Minori migranti: l’istruzione come ponte di accoglienza

Una giornata di lavori per favorire l’inclusione di minori con background migratorio

Nell’ambito della quindicesima settimana antirazzismo, il dipartimento di Scienze giuridiche di ateneo organizza una tavola rotonda interdisciplinare e un seminario di approfondimento giuridico sul tema “Minori migranti: l’istruzione come ponte di accoglienza”. L’iniziativa si terrà venerdì 22 marzo, dalle 9, nell’aula magna del dipartimento, in via Montanari, 9. Porteranno i saluti istituzionali Donata Gottardi, coordinatrice scientifica dell’iniziativa e referente per il progetto europeo Transnational Youth Forum, Francesca Briani, assessore alla Cultura, turismo, politiche giovanili e pari opportunità del Comune di Verona e Albino Barresi, provveditore agli studi di Verona.

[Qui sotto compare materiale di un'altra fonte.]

/// Pixel layout of a rendered QR code: the symbol, surrounded by a quiet zone of `border` modules
/// on every side, where each module is a square of `box_size` pixels.
#[derive(Debug, Clone, Copy, PartialEq, Eq)]
pub struct Geometry {
    border: usize,
    width: usize,
    box_size: usize,
    pixel_size: usize,
}

impl Geometry {
    /// Compute the geometry of a symbol `width` modules wide.
    /// # Example
    /// ```
    /// use qrpix_core::Geometry;
    /// let geometry = Geometry::new(2, 21, 10);
    /// assert_eq!(geometry.pixel_size(), 250);
    /// ```
    /// # Panics
    /// Panics if the pixel size overflows `usize`.
    pub fn new(border: usize, width: usize, box_size: usize) -> Self {
        let pixel_size = border
            .checked_mul(2)
            .and_then(|quiet_zone| quiet_zone.checked_add(width))
            .and_then(|modules| modules.checked_mul(box_size))
            .unwrap_or_else(|| {
                panic!(
                    "pixel size overflow: border {}, width {}, box size {}",
                    border, width, box_size
                )
            });
        Self {
            border,
            width,
            box_size,
            pixel_size,
        }
    }

    /// Quiet zone width in modules.
    pub fn border(&self) -> usize {
        self.border
    }

    /// Symbol width in modules, quiet zone excluded.
    pub fn width(&self) -> usize {
        self.width
    }

    /// Pixels per module.
    pub fn box_size(&self) -> usize {
        self.box_size
    }

    /// Side of the whole square image in pixels.
    pub fn pixel_size(&self) -> usize {
        self.pixel_size
    }

    /// Get the box of pixels covering the module at `(row, col)` of the symbol.
    /// # Example
    /// ```
    /// use qrpix_core::{Geometry, PixelBox};
    /// let geometry = Geometry::new(2, 21, 10);
    /// assert_eq!(geometry.pixel_box(0, 1), PixelBox { x: 30, y: 20, size: 10 });
    /// ```
    pub fn pixel_box(&self, row: usize, col: usize) -> PixelBox {
        PixelBox {
            x: (col + self.border) * self.box_size,
            y: (row + self.border) * self.box_size,
            size: self.box_size,
        }
    }
}

/// Square of pixels with its upper-left corner at (`x`, `y`).
#[derive(Debug, Clone, Copy, PartialEq, Eq)]
pub struct PixelBox {
    pub x: usize,
    pub y: usize,
    pub size: usize,
}

impl PixelBox {
    /// Check whether pixel (`x`, `y`) lies inside the box.
    pub fn contains(&self, x: usize, y: usize) -> bool {
        (self.x..self.x + self.size).contains(&x) && (self.y..self.y + self.size).contains(&y)
    }
}

#[cfg(test)]
mod test {
    use super::*;

    #[test]
    fn test_pixel_size() {
        for (border, width, box_size) in [(0, 21, 1), (4, 21, 1), (2, 177, 3), (1, 25, 10)] {
            let geometry = Geometry::new(border, width, box_size);
            assert_eq!(geometry.pixel_size(), (width + 2 * border) * box_size);
        }
    }

    #[test]
    fn test_zero_box_size_is_empty() {
        assert_eq!(Geometry::new(4, 21, 0).pixel_size(), 0);
    }

    #[test]
    #[should_panic(expected = "pixel size overflow")]
    fn test_overflow() {
        Geometry::new(usize::MAX / 2, 21, 1);
    }

    #[test]
    fn test_pixel_box_corners() {
        let geometry = Geometry::new(4, 21, 3);
        assert_eq!(geometry.pixel_box(0, 0), PixelBox { x: 12, y: 12, size: 3 });
        let last = geometry.pixel_box(20, 20);
        assert_eq!(last.x + last.size, geometry.pixel_size() - 12);
        assert!(last.contains(74, 74));
        assert!(!last.contains(75, 74));
    }
}
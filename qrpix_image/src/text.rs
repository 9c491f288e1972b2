use std::io::Write;

use qrpix_core::{Canvas, Geometry, Module, PixelBox};

use crate::Backend;

/// Backend drawing pixels as text patterns, one line per row of pixels.
pub struct Text;

#[derive(Debug, Clone, PartialEq, Eq)]
pub struct TextOptions {
    light_pattern: Box<str>,
    dark_pattern: Box<str>,
}

impl TextOptions {
    /// Construct new [TextOptions] that use "██" to render dark pixels and "  " to render light ones.
    pub fn new() -> Self {
        Self {
            light_pattern: "  ".into(),
            dark_pattern: "██".into(),
        }
    }

    /// Set the light pixel `pattern` to be used when rendering.
    pub fn with_light_pattern(mut self, pattern: &str) -> Self {
        self.light_pattern = pattern.into();
        self
    }

    /// Set the dark pixel `pattern` to be used when rendering.
    pub fn with_dark_pattern(mut self, pattern: &str) -> Self {
        self.dark_pattern = pattern.into();
        self
    }

    /// Invert the light and dark patterns.
    pub fn inverted(mut self) -> Self {
        std::mem::swap(&mut self.light_pattern, &mut self.dark_pattern);
        self
    }

    /// Peek at the pattern used to render light pixels.
    pub fn light_pattern(&self) -> &str {
        self.light_pattern.as_ref()
    }

    /// Peek at the pattern used to render dark pixels.
    pub fn dark_pattern(&self) -> &str {
        self.dark_pattern.as_ref()
    }
}

impl Default for TextOptions {
    fn default() -> Self {
        Self::new()
    }
}

/// Pixel grid produced by the [Text] backend.
#[derive(Debug, Clone)]
pub struct TextSurface {
    pixels: Canvas,
    options: TextOptions,
}

impl TextSurface {
    /// Peek at the pixels, one [Module] per pixel.
    pub fn pixels(&self) -> &Canvas {
        &self.pixels
    }

    /// Render the pixels into `output`.
    pub fn render<W: Write>(&self, output: &mut W) -> std::io::Result<()> {
        let pixels = &self.pixels;
        for i in 0..pixels.size() {
            for j in 0..pixels.size() {
                let pattern = match pixels.get(i, j) {
                    Some(Module::Dark) => self.options.dark_pattern(),
                    _ => self.options.light_pattern(),
                };
                write!(output, "{}", pattern)?;
            }
            writeln!(output)?;
        }
        Ok(())
    }
}

#[derive(Debug, thiserror::Error)]
pub enum TextError {
    #[error("the {0} pattern is empty")]
    EmptyPattern(Module),
    #[error(transparent)]
    Io(#[from] std::io::Error),
}

impl Backend for Text {
    type Options = TextOptions;
    type Surface = TextSurface;
    type Error = TextError;

    fn new_image(geometry: &Geometry, options: TextOptions) -> Result<TextSurface, TextError> {
        if options.light_pattern().is_empty() {
            return Err(TextError::EmptyPattern(Module::Light));
        }
        if options.dark_pattern().is_empty() {
            return Err(TextError::EmptyPattern(Module::Dark));
        }
        Ok(TextSurface {
            pixels: Canvas::filled(geometry.pixel_size(), Module::Light),
            options,
        })
    }

    fn draw_box(surface: &mut TextSurface, pixel_box: PixelBox) {
        let PixelBox { x, y, size } = pixel_box;
        surface.pixels.fill(Module::Dark, y, x, size, size);
    }

    fn save<W: Write>(surface: &TextSurface, output: &mut W) -> Result<(), TextError> {
        Ok(surface.render(output)?)
    }
}
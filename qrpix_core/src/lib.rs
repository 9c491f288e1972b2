mod canvas;
mod geometry;
mod validate;

pub use canvas::{Canvas, CanvasParseError, Module};
pub use geometry::{Geometry, PixelBox};
pub use validate::{check_border, check_box_size};
pub use validate::{ConfigError, ConversionError, Dimension, Parameter};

Isolde Quadranti, responsabile del Centro di documentazione europea del dipartimento, spiega gli obiettivi del progetto:

 

La giornata di lavori intende essere un momento di approfondimento e di dibattito su come favorire, in particolare a livello di istruzione, l’inclusione dei minori con background migratorio, partendo dai provvedimenti già in azione a livello locale e nazionale e su quali sono le criticità da tenere in considerazione ai fini di un effettivo miglioramento. L’iniziativa si rivolge a chi è impegnato nel settore educativo, a partire da docenti e dirigenti delle scuole, ma è aperta a tutti gli interessati.

L’intervento di Clarisse Bithum, ospite che ha preso parte al progetto e che porterà la sua testimonianza diretta:

 

La tavola rotonda della mattina rientra nel progetto Transnational Youth Forum on the Right to Education: Building a brighter future for the Children on the Move” (TYF) , presentato dall’organizzazione internazionale Hope For Children di Nicosia, Cipro, con il coinvolgimento di università e organizzazioni italiane, portoghesi e francesi, fra cui i dipartimenti di Scienze giuridiche e Scienze umane dell’università di Verona. Il progetto, finanziato dalla Commissione Europea nell’ambito del programma Erasmus+ Key Action 3, mira a coinvolgere studenti e giovani adulti nelle riforme politiche nazionali ed europee relative all’inclusione sociale di bambini e ragazzi migranti, in particolare per quanto concerne il settore educativo e l’integrazione scolastica.